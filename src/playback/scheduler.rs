//! Read-aloud state machine.
//!
//! Every transition takes the [`LineStore`] it mutates and returns the
//! [`Effect`]s the caller must carry out, in order.  The scheduler never
//! calls an engine itself, so it is driven identically by the async runner
//! and by tests.
//!
//! ```text
//! Idle ──play──▶ Playing ──finish (line exhausted)──▶ advance
//!                   │                                   ├─ next line in window ─▶ Playing
//!                   │                                   ├─ window end (stop)    ─▶ Idle, next line selected
//!                   │                                   └─ document end         ─▶ Idle, last line read
//!                   └──pause──▶ Stopping ──cancel / finish──▶ Idle
//! ```

use crate::config::{ReadingOptions, WindowPolicy};
use crate::document::LineStore;
use crate::speech::{Utterance, UtteranceId};

use super::session::{Effect, PlaybackSession, Progress, SessionSummary};

#[derive(Debug, Clone)]
pub struct Scheduler {
    options: ReadingOptions,
    session: PlaybackSession,
    next_utterance: UtteranceId,
    plays_ended: u64,
}

impl Scheduler {
    pub fn new(options: ReadingOptions) -> Self {
        Self {
            options,
            session: PlaybackSession::default(),
            next_utterance: 1,
            plays_ended: 0,
        }
    }

    /// Swap in new reading options.  The session itself is left alone; call
    /// [`restore`](Self::restore) once the re-parsed store is ready.
    pub fn reconfigure(&mut self, options: ReadingOptions) {
        self.options = options;
    }

    pub fn session(&self) -> &PlaybackSession {
        &self.session
    }

    pub fn options(&self) -> &ReadingOptions {
        &self.options
    }

    pub fn is_playing(&self) -> bool {
        self.session.is_playing
    }

    pub fn selected_index(&self) -> usize {
        self.session.selected_index
    }

    /// How many plays have come to an end, whether at the window end, the
    /// document end or through a cancel.  Never reset.
    pub fn plays_ended(&self) -> u64 {
        self.plays_ended
    }

    // -----------------------------------------------------------------------
    // Session boundaries
    // -----------------------------------------------------------------------

    /// Start over on `store` (a freshly parsed document) with `index`
    /// selected, clamped to the last line.
    pub fn restore(&mut self, store: &mut LineStore, index: usize) {
        let first_visible = self.session.first_visible;
        self.session = PlaybackSession {
            first_visible,
            ..PlaybackSession::default()
        };
        if store.is_empty() {
            return;
        }
        let index = index.min(store.len() - 1);
        self.session.selected_index = index;
        store.set_selected(index, true);
        log::debug!("scheduler: restored at line {index} of {}", store.len());
    }

    /// Reading position to persist when the document is closed.
    pub fn close(&self, store: &LineStore) -> SessionSummary {
        let index = self.session.selected_index;
        SessionSummary {
            last_line_text: store
                .get(index)
                .map(|line| line.text().trim().to_owned())
                .unwrap_or_default(),
            last_index: index,
            line_count: store.len(),
        }
    }

    // -----------------------------------------------------------------------
    // User intent
    // -----------------------------------------------------------------------

    /// The user pressed line `index`.
    ///
    /// While playing the selection is locked; the line is only scrolled into
    /// view.
    pub fn select(&mut self, store: &mut LineStore, index: usize) -> Vec<Effect> {
        if index >= store.len() {
            debug_assert!(false, "select({index}) past {} lines", store.len());
            log::warn!("scheduler: ignoring selection of line {index} past the end");
            return Vec::new();
        }
        if self.session.is_playing {
            return vec![Effect::ScrollTo {
                index,
                animated: true,
            }];
        }

        store.set_selected(self.session.selected_index, false);
        store.set_selected(index, true);
        self.session.selected_index = index;
        log::debug!("scheduler: selected line {index}");
        Vec::new()
    }

    /// Start reading from the selected line.
    pub fn play(&mut self, store: &mut LineStore) -> Vec<Effect> {
        if self.session.is_playing || store.is_empty() {
            return Vec::new();
        }

        let selected = self.session.selected_index.min(store.len() - 1);
        self.session.selected_index = selected;
        self.session.last_scheduled_index =
            (selected + self.options.schedule_length).min(store.len() - 1);
        self.session.current_speech_id = 0;
        self.session.is_playing = true;
        self.session.stop_requested = false;
        store.set_selected(selected, true);

        log::debug!(
            "scheduler: play {selected}..={}",
            self.session.last_scheduled_index
        );

        match store.ensure_voice_segments(selected) {
            Some(_) => self.speak_next(store),
            None => self.advance(store),
        }
    }

    /// Ask the engine to cancel.  Playback ends when the cancel arrives.
    pub fn pause(&mut self, store: &mut LineStore) -> Vec<Effect> {
        if !self.session.is_playing || self.session.stop_requested {
            return Vec::new();
        }
        if self.session.in_flight.is_none() {
            self.settle_cancelled(store);
            return Vec::new();
        }
        self.session.stop_requested = true;
        log::debug!("scheduler: stop requested");
        vec![Effect::Stop]
    }

    /// Play when idle, pause when playing.
    pub fn toggle(&mut self, store: &mut LineStore) -> Vec<Effect> {
        if self.session.is_playing {
            self.pause(store)
        } else {
            self.play(store)
        }
    }

    /// The host reports the first visible row of its list.
    pub fn viewport_changed(&mut self, first_visible: usize) {
        self.session.first_visible = Some(first_visible);
    }

    /// Bring the selected line back into view: jump next to it, then scroll
    /// the last row with animation.
    pub fn locate(&self, store: &LineStore) -> Vec<Effect> {
        let selected = self.session.selected_index;
        if store.is_empty() || self.session.first_visible == Some(selected) {
            return Vec::new();
        }
        let nudge = match self.session.first_visible {
            Some(first) if first > selected => (selected + 1).min(store.len() - 1),
            _ => selected.saturating_sub(1),
        };
        vec![
            Effect::ScrollTo {
                index: nudge,
                animated: false,
            },
            Effect::ScrollTo {
                index: selected,
                animated: true,
            },
        ]
    }

    /// `selected/last_scheduled (count)` while a window is active,
    /// `selected/count` otherwise.
    pub fn progress(&self, store: &LineStore) -> Progress {
        let count = store.len();
        let selected = self.session.selected_index;
        let percent = if count == 0 {
            0.0
        } else {
            selected as f32 / count as f32 * 100.0
        };
        let label = match self.session.last_scheduled_index {
            0 => format!("{selected}/{count}"),
            last => format!("{selected}/{last} ({count})"),
        };
        Progress { percent, label }
    }

    // -----------------------------------------------------------------------
    // Engine events
    // -----------------------------------------------------------------------

    pub fn on_start(&mut self, store: &mut LineStore, id: UtteranceId) -> Vec<Effect> {
        if self.session.in_flight != Some(id) {
            log::debug!("scheduler: stray start for utterance {id}");
            return Vec::new();
        }

        let selected = self.session.selected_index;
        store.set_reading(selected, true);

        let drifted = match self.session.first_visible {
            None => true,
            Some(first) => (first + 1).abs_diff(selected) > self.options.follow_tolerance,
        };
        if drifted {
            vec![Effect::ScrollTo {
                index: selected,
                animated: true,
            }]
        } else {
            Vec::new()
        }
    }

    pub fn on_finish(&mut self, store: &mut LineStore, id: UtteranceId) -> Vec<Effect> {
        if !self.session.is_playing || self.session.in_flight != Some(id) {
            log::debug!("scheduler: stray finish for utterance {id}");
            return Vec::new();
        }
        self.session.in_flight = None;

        if self.session.stop_requested {
            self.settle_cancelled(store);
            return Vec::new();
        }

        self.session.current_speech_id += 1;
        let last = store
            .get(self.session.selected_index)
            .and_then(|line| line.last_speech_id());
        match last {
            Some(last) if self.session.current_speech_id <= last => self.speak_next(store),
            _ => self.advance(store),
        }
    }

    /// Idempotent: a second cancel, or one for an utterance that is no
    /// longer in flight, changes nothing.
    pub fn on_cancel(&mut self, store: &mut LineStore, id: UtteranceId) -> Vec<Effect> {
        match self.session.in_flight {
            Some(in_flight) if in_flight != id => {
                log::debug!("scheduler: stray cancel for utterance {id}");
            }
            _ if !self.session.is_playing => {
                log::debug!("scheduler: cancel for utterance {id} while idle");
            }
            _ => self.settle_cancelled(store),
        }
        Vec::new()
    }

    // -----------------------------------------------------------------------
    // Internals
    // -----------------------------------------------------------------------

    fn settle_cancelled(&mut self, store: &mut LineStore) {
        store.set_reading(self.session.selected_index, false);
        self.session.last_scheduled_index = 0;
        self.session.current_speech_id = 0;
        self.session.is_playing = false;
        self.plays_ended += 1;
        self.session.stop_requested = false;
        self.session.in_flight = None;
        log::debug!(
            "scheduler: stopped at line {}",
            self.session.selected_index
        );
    }

    fn speak_next(&mut self, store: &mut LineStore) -> Vec<Effect> {
        debug_assert!(self.session.in_flight.is_none(), "utterance already in flight");

        let selected = self.session.selected_index;
        let Some(segment) = store.voice_segment(selected, self.session.current_speech_id) else {
            debug_assert!(false, "no voice segment to speak on line {selected}");
            log::warn!("scheduler: line {selected} has nothing left to speak");
            return self.advance(store);
        };

        let id = self.next_utterance;
        self.next_utterance += 1;
        self.session.in_flight = Some(id);

        let text = format!(
            "{}{}{}",
            self.options.speech_prefix, segment.text, self.options.speech_suffix
        );
        let voice = segment.style.clone();
        let utterance = Utterance {
            id,
            text,
            voice_id: voice.voice_id.clone(),
        };
        vec![Effect::SetVoice(voice), Effect::Speak(utterance)]
    }

    /// Move past the selected line until a speakable line is found or the
    /// window ends.
    fn advance(&mut self, store: &mut LineStore) -> Vec<Effect> {
        loop {
            let selected = self.session.selected_index;

            if selected + 1 >= store.len() {
                store.set_read(selected, true);
                store.set_reading(selected, false);
                self.session.is_playing = false;
                self.plays_ended += 1;
                self.session.last_scheduled_index = 0;
                self.session.current_speech_id = 0;
                log::info!("scheduler: reached the end of the document");
                return Vec::new();
            }

            let next = selected + 1;
            store.ensure_voice_segments(next);
            store.set_read(selected, true);
            store.set_reading(selected, false);
            store.set_selected(selected, false);

            if selected >= self.session.last_scheduled_index {
                match self.options.window_policy {
                    WindowPolicy::Stop => {
                        store.set_selected(next, true);
                        self.session.selected_index = next;
                        self.session.last_scheduled_index = 0;
                        self.session.current_speech_id = 0;
                        self.session.is_playing = false;
                self.plays_ended += 1;
                        log::debug!("scheduler: window ended, line {next} selected");
                        return Vec::new();
                    }
                    WindowPolicy::Extend => {
                        self.session.last_scheduled_index =
                            (next + self.options.schedule_length).min(store.len() - 1);
                        log::debug!(
                            "scheduler: window extended to {}",
                            self.session.last_scheduled_index
                        );
                    }
                }
            }

            store.set_selected(next, true);
            self.session.selected_index = next;
            self.session.current_speech_id = 0;

            if store.get(next).is_some_and(|line| line.is_speakable()) {
                store.set_reading(next, true);
                return self.speak_next(store);
            }
            log::debug!("scheduler: skipping silent line {next}");
        }
    }
}

// ---------------------------------------------------------------------------
// Tests
// ---------------------------------------------------------------------------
================
• _Brief_: In the material above, find every line that has the string "percent" and pull those lines out.

• _Exercise answer_:
        let percent = if count == 0 {
        Progress { percent, label }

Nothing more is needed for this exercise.